#### [GOAL OF THE EXERCISE]
Search the data for the word "Result" and copy each line that has it.

(Collected data entries)
# # #

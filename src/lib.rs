// Library exports for testing and external use

pub mod archive;
pub mod backoff;
pub mod config;
pub mod crank;
pub mod decoder;
pub mod error;
pub mod health;
pub mod ledger;
pub mod notifier;
pub mod scanner;
pub mod stuck;
pub mod telemetry;
pub mod traits;
pub mod types;

// Re-export commonly used types and traits
pub use config::{CrankConfig, LedgerType};
pub use crank::{BackgroundPassSummary, RecoveryReport, RoundCrank, TickAction, TickReport};
pub use error::{DecodeError, LedgerError, RejectCode};
pub use traits::{ArchiveClient, LedgerGateway, Notifier, RoundSlot};
pub use types::{
    ConfigSnapshot, Instruction, ParticipantSnapshot, Pubkey, RoundEvent, RoundId, RoundRecord,
    RoundSnapshot, RoundStatus,
};

// Re-export variant enums for convenience
pub use archive::{ArchiveVariant, MockArchive};
pub use ledger::{LedgerVariant, MockLedger};
pub use notifier::{MockNotifier, NotificationPublisher, NotifierVariant};
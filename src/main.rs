use anyhow::Result;
use clap::Parser;
use tracing::info;

use roundcrank::{telemetry, CrankConfig, RoundCrank};

#[tokio::main]
async fn main() -> Result<()> {
    // Parse configuration from CLI arguments and environment
    let config = CrankConfig::parse();

    telemetry::init(config.log_json);
    info!("Starting roundcrank");

    config.validate()?;
    info!(
        "Configuration: ledger={:?}, poll_interval_ms={}, lock_buffer_secs={}",
        config.ledger, config.poll_interval_ms, config.lock_buffer_secs
    );

    let (crank, notifications) = RoundCrank::initialize(config).await?;
    crank.run().await?;

    // The crank has been dropped, so the notification channel is closed and the task drains.
    let _ = notifications.await;

    info!("Roundcrank shutdown complete");
    Ok(())
}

# # #

#### [SOLUTION TO THE PROBLEM]
use anyhow::Result;
async fn main() -> Result<()> {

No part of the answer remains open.